Work to complete: Which lines of the entries below contain the string "StreakFeatures"? Copy each one.

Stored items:
++++++++++++++++++++

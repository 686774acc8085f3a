use std::collections::{HashMap, VecDeque};

use chrono::{Months, NaiveDate};
use tracing::info;

use crate::error::FeatureError;
use crate::progress::FoldProgress;
use crate::record::{COMPLETED, MatchRecord, validate_sequence};

const PASS: &str = "streak";

#[derive(Debug, Clone, PartialEq)]
pub struct StreakConfig {
    pub lookback_months: u32,
    pub completed_marker: String,
}

impl Default for StreakConfig {
    fn default() -> Self {
        Self {
            lookback_months: 3,
            completed_marker: COMPLETED.to_string(),
        }
    }
}

#[derive(Debug, Clone, Copy, Default, PartialEq)]
pub struct StreakFeatures {
    pub injuries0: f64,
    pub injuries1: f64,
    pub winning_streak0: f64,
    pub winning_streak1: f64,
}

/// Running win streaks and a per-player log of retirements/walkovers.
pub struct StreakTracker {
    streaks: HashMap<String, u32>,
    // Dates are pushed in non-decreasing order, so the front is always the oldest.
    adverse: HashMap<String, VecDeque<NaiveDate>>,
    lookback: Months,
    completed_marker: String,
}

impl StreakTracker {
    pub fn new(cfg: &StreakConfig) -> Self {
        Self {
            streaks: HashMap::new(),
            adverse: HashMap::new(),
            lookback: Months::new(cfg.lookback_months),
            completed_marker: cfg.completed_marker.clone(),
        }
    }

    pub fn streak(&self, player: &str) -> u32 {
        self.streaks.get(player).copied().unwrap_or(0)
    }

    /// First day of the trailing window ending on `date`.
    pub fn window_start(&self, date: NaiveDate) -> NaiveDate {
        date.checked_sub_months(self.lookback)
            .unwrap_or(NaiveDate::MIN)
    }

    /// Adverse events of `player` dated within `[date - lookback, date]`.
    ///
    /// Entries older than the window are dropped; later queries never look further back.
    pub fn injuries(&mut self, player: &str, date: NaiveDate) -> u32 {
        let start = self.window_start(date);
        let Some(log) = self.adverse.get_mut(player) else {
            return 0;
        };
        while log.front().is_some_and(|d| *d < start) {
            log.pop_front();
        }
        log.iter().filter(|d| **d <= date).count() as u32
    }

    /// Features describing both players before `m` is played.
    pub fn features_for(&mut self, m: &MatchRecord) -> StreakFeatures {
        StreakFeatures {
            injuries0: self.injuries(&m.player0, m.date) as f64,
            injuries1: self.injuries(&m.player1, m.date) as f64,
            winning_streak0: self.streak(&m.player0) as f64,
            winning_streak1: self.streak(&m.player1) as f64,
        }
    }

    /// Folds the outcome of `m` into the state.
    pub fn observe(&mut self, m: &MatchRecord) {
        *self.streaks.entry(m.player0.clone()).or_insert(0) += 1;
        self.streaks.insert(m.player1.clone(), 0);

        if !m.is_completed(&self.completed_marker) {
            self.adverse
                .entry(m.player1.clone())
                .or_default()
                .push_back(m.date);
        }
    }

    /// Builds state from rows that emit nothing themselves.
    pub fn seed(&mut self, warmup: &[MatchRecord]) {
        for m in warmup {
            self.observe(m);
        }
    }
}

/// Injuries in the trailing window and current winning streak, for every row of `matches`.
///
/// `year_zero` only seeds the state.
pub fn add_injuries_and_winning_streak_features(
    matches: &[MatchRecord],
    year_zero: &[MatchRecord],
    cfg: &StreakConfig,
    mut on_progress: impl FnMut(FoldProgress),
) -> Result<Vec<StreakFeatures>, FeatureError> {
    validate_sequence(PASS, year_zero.iter().chain(matches), true)?;

    let mut tracker = StreakTracker::new(cfg);
    tracker.seed(year_zero);

    let total = matches.len();
    let mut out = Vec::with_capacity(total);
    on_progress(FoldProgress {
        pass: PASS,
        current: 0,
        total,
    });
    for (idx, m) in matches.iter().enumerate() {
        out.push(tracker.features_for(m));
        tracker.observe(m);
        on_progress(FoldProgress {
            pass: PASS,
            current: idx + 1,
            total,
        });
    }

    info!(
        rows = total,
        warmup_rows = year_zero.len(),
        "streak and injury features computed"
    );
    Ok(out)
}
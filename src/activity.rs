//! Previous-calendar-year activity per player.
//!
//! The aggregates are built once for every considered year, then each match looks up the
//! year before its own. Same-year results never leak into a row.

use std::collections::{HashMap, HashSet};

use tracing::info;

use crate::error::FeatureError;
use crate::progress::FoldProgress;
use crate::record::{MatchRecord, validate_sequence};

const PASS: &str = "activity";

#[derive(Debug, Clone, Copy, Default, PartialEq, Eq)]
pub struct YearTally {
    pub played: u32,
    pub won: u32,
}

impl YearTally {
    /// Share of matches won, in percent. Zero when nothing was played.
    pub fn win_pct(&self) -> f64 {
        if self.played == 0 {
            return 0.0;
        }
        self.won as f64 / self.played as f64 * 100.0
    }
}

#[derive(Debug, Clone, Copy, Default, PartialEq)]
pub struct ActivityFeatures {
    pub matches_played0: f64,
    pub matches_played1: f64,
    pub matches_won0: f64,
    pub matches_won1: f64,
}

/// Per-year, per-player tallies.
#[derive(Debug, Default)]
pub struct YearlyActivity {
    by_year: HashMap<i32, HashMap<String, YearTally>>,
}

impl YearlyActivity {
    /// Aggregates `records` falling in one of `years`; other years are ignored.
    pub fn build<'a>(records: impl IntoIterator<Item = &'a MatchRecord>, years: &[i32]) -> Self {
        let wanted = years.iter().copied().collect::<HashSet<_>>();
        let mut by_year: HashMap<i32, HashMap<String, YearTally>> = HashMap::new();
        for m in records {
            let year = m.year();
            if !wanted.contains(&year) {
                continue;
            }
            let players = by_year.entry(year).or_default();
            let winner = players.entry(m.player0.clone()).or_default();
            winner.played += 1;
            winner.won += 1;
            players.entry(m.player1.clone()).or_default().played += 1;
        }
        Self { by_year }
    }

    /// Tally of `player` in `year`; zero when absent.
    pub fn tally(&self, player: &str, year: i32) -> YearTally {
        self.by_year
            .get(&year)
            .and_then(|players| players.get(player))
            .copied()
            .unwrap_or_default()
    }

    pub fn features_for(&self, m: &MatchRecord) -> ActivityFeatures {
        let prior = m.year() - 1;
        let t0 = self.tally(&m.player0, prior);
        let t1 = self.tally(&m.player1, prior);
        ActivityFeatures {
            matches_played0: t0.played as f64,
            matches_played1: t1.played as f64,
            matches_won0: t0.win_pct(),
            matches_won1: t1.win_pct(),
        }
    }
}

/// Matches played and won % during the previous calendar year, for every row of `matches`.
pub fn add_matches_played_and_won_features(
    matches: &[MatchRecord],
    year_zero: &[MatchRecord],
    years: &[i32],
    mut on_progress: impl FnMut(FoldProgress),
) -> Result<Vec<ActivityFeatures>, FeatureError> {
    if years.is_empty() {
        return Err(FeatureError::EmptyYears);
    }
    validate_sequence(PASS, year_zero.iter().chain(matches), false)?;

    let table = YearlyActivity::build(year_zero.iter().chain(matches), years);

    let total = matches.len();
    let mut out = Vec::with_capacity(total);
    on_progress(FoldProgress {
        pass: PASS,
        current: 0,
        total,
    });
    for (idx, m) in matches.iter().enumerate() {
        out.push(table.features_for(m));
        on_progress(FoldProgress {
            pass: PASS,
            current: idx + 1,
            total,
        });
    }

    info!(rows = total, years = years.len(), "activity features computed");
    Ok(out)
}
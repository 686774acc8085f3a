use chrono::NaiveDate;

use match_features::FeatureError;
use match_features::elo::{
    EloConfig, EloTracker, add_elo_rating_feature, expected_score, k_factor_for_population,
};
use match_features::progress::silent;
use match_features::record::MatchRecord;

fn day(month: u32, d: u32) -> NaiveDate {
    NaiveDate::from_ymd_opt(2020, month, d).unwrap()
}

fn m(date: NaiveDate, winner: &str, loser: &str) -> MatchRecord {
    MatchRecord::new(date, winner, loser)
}

#[test]
fn equal_players_move_sixteen_points() {
    let mut elo = EloTracker::new(1500.0, 32.0);
    let pre = elo.record("A", "B");

    assert_eq!((pre.elo_rating0, pre.elo_rating1), (1500.0, 1500.0));
    assert_eq!(elo.rating("A"), 1516.0);
    assert_eq!(elo.rating("B"), 1484.0);
}

#[test]
fn rating_deltas_sum_to_k_times_expectation_gap() {
    let mut elo = EloTracker::new(1500.0, 32.0);
    elo.record("A", "B");
    elo.record("A", "C");

    let (a, c) = (elo.rating("A"), elo.rating("C"));
    let mut next = EloTracker::new(1500.0, 32.0);
    next.record("A", "B");
    next.record("A", "C");
    next.record("C", "A");

    let e = expected_score(c, a);
    let delta_c = next.rating("C") - c;
    let delta_a = next.rating("A") - a;
    assert!((delta_c - 32.0 * (1.0 - e)).abs() < 1e-9);
    assert!((delta_a + 32.0 * (1.0 - e)).abs() < 1e-9);
}

#[test]
fn emitted_ratings_never_include_own_match() {
    let rows = vec![
        m(day(1, 1), "A", "B"),
        m(day(1, 2), "A", "B"),
        m(day(1, 3), "B", "C"),
        m(day(1, 4), "C", "A"),
    ];
    let feats = add_elo_rating_feature(&rows, EloConfig::default(), silent).unwrap();
    assert_eq!(feats.len(), rows.len());

    let mut replay = EloTracker::new(1500.0, 32.0);
    for (row, feat) in rows.iter().zip(&feats) {
        assert_eq!(feat.elo_rating0, replay.rating(&row.player0));
        assert_eq!(feat.elo_rating1, replay.rating(&row.player1));
        replay.record(&row.player0, &row.player1);
    }

    assert_eq!(feats[0].elo_rating0, 1500.0);
    assert_eq!(feats[1].elo_rating0, 1516.0);
    assert_eq!(feats[1].elo_rating1, 1484.0);
}

#[test]
fn unseen_players_start_at_default() {
    let rows = vec![m(day(1, 1), "A", "B"), m(day(1, 2), "C", "D")];
    let cfg = EloConfig {
        default_rating: 1200.0,
        k_factor: None,
    };
    let feats = add_elo_rating_feature(&rows, cfg, silent).unwrap();
    assert_eq!(feats[1].elo_rating0, 1200.0);
    assert_eq!(feats[1].elo_rating1, 1200.0);
}

#[test]
fn k_factor_tiers_on_population_size() {
    assert_eq!(k_factor_for_population(0), 32.0);
    assert_eq!(k_factor_for_population(2099), 32.0);
    assert_eq!(k_factor_for_population(2100), 24.0);
    assert_eq!(k_factor_for_population(2400), 24.0);
    assert_eq!(k_factor_for_population(2401), 16.0);
}

#[test]
fn k_factor_counts_distinct_players() {
    let small = vec![m(day(1, 1), "A", "B"), m(day(1, 2), "B", "A")];
    assert_eq!(
        EloTracker::for_matches(&small, EloConfig::default()).k_factor(),
        32.0
    );

    let crowd = (0..2200)
        .map(|i| m(day(1, 1), &format!("W{i}"), &format!("L{i}")))
        .collect::<Vec<_>>();
    // 4400 distinct players
    assert_eq!(
        EloTracker::for_matches(&crowd, EloConfig::default()).k_factor(),
        16.0
    );

    let fixed = EloConfig {
        default_rating: 1500.0,
        k_factor: Some(10.0),
    };
    assert_eq!(EloTracker::for_matches(&crowd, fixed).k_factor(), 10.0);
}

#[test]
fn out_of_order_rows_fail_fast() {
    let rows = vec![m(day(2, 1), "A", "B"), m(day(1, 1), "A", "B")];
    let err = add_elo_rating_feature(&rows, EloConfig::default(), silent).unwrap_err();
    assert!(matches!(
        err,
        FeatureError::OrderingViolation {
            tracker: "elo",
            row: 1,
            ..
        }
    ));
}

#[test]
fn progress_reports_every_row() {
    let rows = vec![m(day(1, 1), "A", "B"), m(day(1, 2), "A", "B")];
    let mut seen = Vec::new();
    add_elo_rating_feature(&rows, EloConfig::default(), |p| seen.push((p.current, p.total)))
        .unwrap();
    assert_eq!(seen, [(0, 2), (1, 2), (2, 2)]);
}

++++++++++++++++++++

Expected output:
pub struct StreakFeatures {
    pub fn features_for(&mut self, m: &MatchRecord) -> StreakFeatures {
        StreakFeatures {
) -> Result<Vec<StreakFeatures>, FeatureError> {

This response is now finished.